**About this task:** Take the records below and print them verbatim up to and including the line that carries "Handle --key=value format".

**Dataset entries:**
□ □ □ □ □ □ □

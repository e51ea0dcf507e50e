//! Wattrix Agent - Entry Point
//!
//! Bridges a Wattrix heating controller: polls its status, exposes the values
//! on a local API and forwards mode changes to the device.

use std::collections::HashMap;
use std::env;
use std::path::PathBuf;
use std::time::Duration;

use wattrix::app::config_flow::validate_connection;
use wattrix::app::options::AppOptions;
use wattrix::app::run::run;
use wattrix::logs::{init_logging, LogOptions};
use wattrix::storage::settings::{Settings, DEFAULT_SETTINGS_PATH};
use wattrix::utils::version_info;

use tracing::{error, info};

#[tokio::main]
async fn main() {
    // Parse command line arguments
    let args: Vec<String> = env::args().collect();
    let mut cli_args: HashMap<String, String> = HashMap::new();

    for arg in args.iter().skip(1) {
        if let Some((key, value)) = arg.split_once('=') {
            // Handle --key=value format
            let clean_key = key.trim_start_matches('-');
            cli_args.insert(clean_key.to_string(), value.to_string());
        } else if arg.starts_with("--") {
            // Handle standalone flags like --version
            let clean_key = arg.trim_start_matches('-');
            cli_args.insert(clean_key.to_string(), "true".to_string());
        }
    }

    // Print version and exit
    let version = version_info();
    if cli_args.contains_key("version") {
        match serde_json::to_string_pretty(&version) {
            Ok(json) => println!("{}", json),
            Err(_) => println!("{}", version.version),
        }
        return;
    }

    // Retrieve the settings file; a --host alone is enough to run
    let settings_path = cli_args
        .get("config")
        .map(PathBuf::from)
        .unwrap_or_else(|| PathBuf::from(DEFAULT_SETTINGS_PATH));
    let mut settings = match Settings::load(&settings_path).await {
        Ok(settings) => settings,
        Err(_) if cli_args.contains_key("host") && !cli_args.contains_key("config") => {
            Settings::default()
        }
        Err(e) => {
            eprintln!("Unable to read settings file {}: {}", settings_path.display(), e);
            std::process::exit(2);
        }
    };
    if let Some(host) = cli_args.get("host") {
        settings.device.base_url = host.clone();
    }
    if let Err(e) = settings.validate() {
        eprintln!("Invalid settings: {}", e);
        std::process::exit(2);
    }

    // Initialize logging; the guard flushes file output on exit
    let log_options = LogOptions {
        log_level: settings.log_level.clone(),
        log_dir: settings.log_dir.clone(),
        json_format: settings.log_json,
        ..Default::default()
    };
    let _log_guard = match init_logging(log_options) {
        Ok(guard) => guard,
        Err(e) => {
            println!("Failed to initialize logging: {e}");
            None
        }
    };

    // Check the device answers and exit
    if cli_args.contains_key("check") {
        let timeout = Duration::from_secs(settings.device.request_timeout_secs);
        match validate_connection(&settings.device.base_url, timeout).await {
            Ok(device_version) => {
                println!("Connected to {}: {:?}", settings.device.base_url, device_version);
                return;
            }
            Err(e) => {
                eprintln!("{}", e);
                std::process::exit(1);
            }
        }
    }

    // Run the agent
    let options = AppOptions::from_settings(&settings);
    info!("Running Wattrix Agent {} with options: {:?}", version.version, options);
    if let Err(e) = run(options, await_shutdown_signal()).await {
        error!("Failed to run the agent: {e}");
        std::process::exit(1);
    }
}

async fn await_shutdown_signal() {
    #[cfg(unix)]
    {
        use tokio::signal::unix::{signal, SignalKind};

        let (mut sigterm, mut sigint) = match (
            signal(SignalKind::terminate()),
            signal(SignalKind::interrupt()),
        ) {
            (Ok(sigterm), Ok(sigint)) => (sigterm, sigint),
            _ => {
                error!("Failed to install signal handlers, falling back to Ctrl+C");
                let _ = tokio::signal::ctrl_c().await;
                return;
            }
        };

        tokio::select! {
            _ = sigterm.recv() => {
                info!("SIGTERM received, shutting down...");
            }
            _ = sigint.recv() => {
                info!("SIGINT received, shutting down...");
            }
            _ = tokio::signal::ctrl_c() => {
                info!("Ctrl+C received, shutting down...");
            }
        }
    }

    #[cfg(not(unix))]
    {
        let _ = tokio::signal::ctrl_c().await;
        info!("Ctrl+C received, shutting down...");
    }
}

□ □ □ □ □ □ □

**Final answer:**
repository e51ea0dcf507e50e
//! Wattrix Agent - Entry Point
//!
//! Bridges a Wattrix heating controller: polls its status, exposes the values
//! on a local API and forwards mode changes to the device.

use std::collections::HashMap;
use std::env;
use std::path::PathBuf;
use std::time::Duration;

use wattrix::app::config_flow::validate_connection;
use wattrix::app::options::AppOptions;
use wattrix::app::run::run;
use wattrix::logs::{init_logging, LogOptions};
use wattrix::storage::settings::{Settings, DEFAULT_SETTINGS_PATH};
use wattrix::utils::version_info;

use tracing::{error, info};

#[tokio::main]
async fn main() {
    // Parse command line arguments
    let args: Vec<String> = env::args().collect();
    let mut cli_args: HashMap<String, String> = HashMap::new();

    for arg in args.iter().skip(1) {
        if let Some((key, value)) = arg.split_once('=') {
            // Handle --key=value format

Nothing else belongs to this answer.